2. Stand in a boat and take a step forward on to a wharf step. The boat tends
to move backwards in the opposite direction to the step.
4.166 Action and reaction,
with balloons
1. Inflate a rubber balloon and then release it. The balloon moves forward
with a spluttering sound in the opposite direction to the compressed air leaving
the balloon. The propulsive force produced by a jet is called the thrust.
Put the balloon in a box so that the opening of the balloon is fixed with
a tube through a hole in the back of the box. Put a cardboard tube in the
nozzle of the balloon. Inflate the balloon and release it. The boat moves
forward like a jet boat.
2. Attach a drinking straw to the side of a long balloon. Pass a thin wire
through the drinking straw and attach it to the opposite sides of the room.
Put a cardboard cylinder in the nozzle of the balloon. Inflating the balloon
and then release it. The balloon travels along the wire.
4.167 Thrust from a hose, rifle
1. Use a bow and arrow or catapult. The force exerted by one arm to pull
back equals the force used to hold steady the bow or the fork of the catapult.
2. Fire a rifle. As the bullet leaves the rifle, you feel the recoil force
on your shoulder. When large guns are fired, they tend to move backwards.
4.168 Action and reaction,
pulling forces
Use two spring balances. Make a loop in each end of a short piece of strong
string. Attach a spring balance to each end and to pull in opposite directions.
Note the readings on both balances and compare them.
4.169 Electric fan on a sailing
boat
Put a battery operated fan on a model sailing boat. When it blows against
the sail the boat does not move forward because there is an equal and opposite
force on the fan. Put the fan on the shore where the wind from the fan can
reach the sailing boat. The wind from the fan blows the sailing boat forward.

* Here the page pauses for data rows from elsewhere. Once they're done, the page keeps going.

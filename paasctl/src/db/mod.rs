//! Database access layer: models, repositories and error categorization.

pub mod errors;
pub mod handlers;
pub mod models;

pub use errors::DbError;
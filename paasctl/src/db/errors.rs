use thiserror::Error;

/// Unified error type for database operations that application code can handle
#[derive(Error, Debug)]
pub enum DbError {
    /// Entity not found by the given identifier
    #[error("Entity not found")]
    NotFound,

    /// Unique constraint violation
    #[error("Unique constraint violation")]
    UniqueViolation {
        constraint: Option<String>,
        table: Option<String>,
        message: String,
    },

    /// Foreign key constraint violation
    #[error("Foreign key constraint violation")]
    ForeignKeyViolation {
        constraint: Option<String>,
        table: Option<String>,
        message: String,
    },

    /// Check constraint violation
    #[error("Check constraint violation")]
    CheckViolation {
        constraint: Option<String>,
        table: Option<String>,
        message: String,
    },

    /// Catch-all for non-recoverable errors
    #[error(transparent)]
    Other(#[from] anyhow::Error),
}

impl DbError {
    /// True when the error is a unique violation on the named constraint.
    ///
    /// Used by callers that resolve check-then-act races by catching the
    /// loser's insert and re-reading the winner's row.
    pub fn is_unique_violation_on(&self, name: &str) -> bool {
        matches!(self, DbError::UniqueViolation { constraint: Some(c), .. } if c == name)
    }
}

/// Convert from sqlx::Error using proper sqlx error categorization
impl From<sqlx::Error> for DbError {
    fn from(err: sqlx::Error) -> Self {
        match &err {
            sqlx::Error::RowNotFound => DbError::NotFound,
            sqlx::Error::Database(db_err) => {
                if db_err.is_unique_violation() {
                    DbError::UniqueViolation {
                        constraint: db_err.constraint().map(|s| s.to_string()),
                        table: db_err.table().map(|s| s.to_string()),
                        message: db_err.message().to_string(),
                    }
                } else if db_err.is_foreign_key_violation() {
                    DbError::ForeignKeyViolation {
                        constraint: db_err.constraint().map(|s| s.to_string()),
                        table: db_err.table().map(|s| s.to_string()),
                        message: db_err.message().to_string(),
                    }
                } else if db_err.is_check_violation() {
                    DbError::CheckViolation {
                        constraint: db_err.constraint().map(|s| s.to_string()),
                        table: db_err.table().map(|s| s.to_string()),
                        message: db_err.message().to_string(),
                    }
                } else {
                    // All other database errors are non-recoverable - convert to anyhow
                    DbError::Other(anyhow::Error::from(err))
                }
            }
            // All other sqlx errors are non-recoverable - convert to anyhow with context
            _ => DbError::Other(anyhow::Error::from(err)),
        }
    }
}

/// Type alias for database operation results
pub type Result<T> = std::result::Result<T, DbError>;
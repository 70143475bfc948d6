use crate::db::errors::DbError;
use thiserror::Error as ThisError;

#[derive(ThisError, Debug)]
pub enum Error {
    /// Organization is not entitled to create further resources
    #[error("Quota exceeded: {message}")]
    QuotaExceeded { message: String },

    /// Requested resource not found
    #[error("{resource} with ID {id} not found")]
    NotFound { resource: String, id: String },

    /// Operation conflicts with the resource's current state
    /// (e.g. stopping a project that is being deleted, restoring an active one)
    #[error("Conflict: {message}")]
    Conflict { message: String },

    /// Port or name allocation collided with concurrently claimed resources
    /// or ran out of candidates.
    #[error("Allocation conflict: {message}")]
    AllocationConflict { message: String },

    /// A provisioning backend call failed. The project has been (or will be)
    /// moved to FAILED; no automatic retry.
    #[error("Provisioning failed for {project_id}: {message}")]
    Provisioning { project_id: String, message: String },

    /// Invalid request data or business rule violation
    #[error("{message}")]
    BadRequest { message: String },

    /// Database operation error
    #[error(transparent)]
    Database(#[from] DbError),

    /// Unexpected error with full context chain
    #[error(transparent)]
    Other(#[from] anyhow::Error),
}

impl Error {
    pub fn not_found(resource: &str, id: impl Into<String>) -> Self {
        Error::NotFound {
            resource: resource.to_string(),
            id: id.into(),
        }
    }
}

impl From<sqlx::Error> for Error {
    fn from(err: sqlx::Error) -> Self {
        Error::Database(DbError::from(err))
    }
}

/// Type alias for orchestrator operation results
pub type Result<T> = std::result::Result<T, Error>;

4.170 Three orders of lever,
machines, mechanical advantage, velocity ratio
1. Machines allow a force to be applied, the effort, E, to overcome other
forces, load, L.
The mechanical advantage, (force ratio), MA, of a machine is the ratio of
the output force (load) to the input force (effort), load / effort, L / E,
output force / input force.
The velocity ratio (distance ratio, gear ratio) VR, of a machine is the
ratio of the distance travelled by the point of application effort to the
distance travelled by the point of application load, distance effort applied
/ distance load moved.
The efficiency of a machine is the ratio of the work done by the machine
to the work supplied to the machine. Work = force X distance. For a machine
with efficiency = 1, i.e. 100%, MA = VR. However the efficiency of a machine
is less than 100% cent because some energy loss always occurs. Machines usually
allow a smaller applied force, the effort, to overcome a larger resistance
force, the load. However machines may be used to change the direction of
a force or to handle small objects, e.g. tweezers (forceps).
2. Levers have a rigid beam supported a one point, the fulcrum, F, with a
load force, L, applied at one point and an effort force, E, applied at another
point. The lever principle is load X length of load arm = effort X length
of effort arm. Each side of this equation is a moment, i.e. force X perpendicular
distance to the pivot. So moments clockwise = moments anticlockwise.
The three orders of levers depend upon the relative positions of F, L, and
E:
A first order lever has the fulcrum between the load and the effort (E F
L).
A second order lever has the load between the effort and the fulcrum (F L
E).
A third order lever has the effort between the fulcrum and load (L E F).
4.171 First order lever, type
1 lever
See diagram 21.252.1: First order lever, type
1 lever, class 1 lever
1. Use a metre stick with a hole drilled in the centre. Hammer a nail horizontally
into the side of a table. Suspend the metre stick at the centre by the nail
through the hole. Use a loop of string and a small mass to balance the metre
stick. Tie a loop of string around the metre stick, each side of the nail.
Attach a spring balance to one loop, hanging down. Attach a weight to the
other loop. Tie a loop of string to a weight. Move the loops to any position
along the bar. Pull down on the ring end of the spring balance to raise the
weight. Note the weight, the reading on the spring balance, the distance
from a weight loop to nail, the distance from a spring balance loop to nail.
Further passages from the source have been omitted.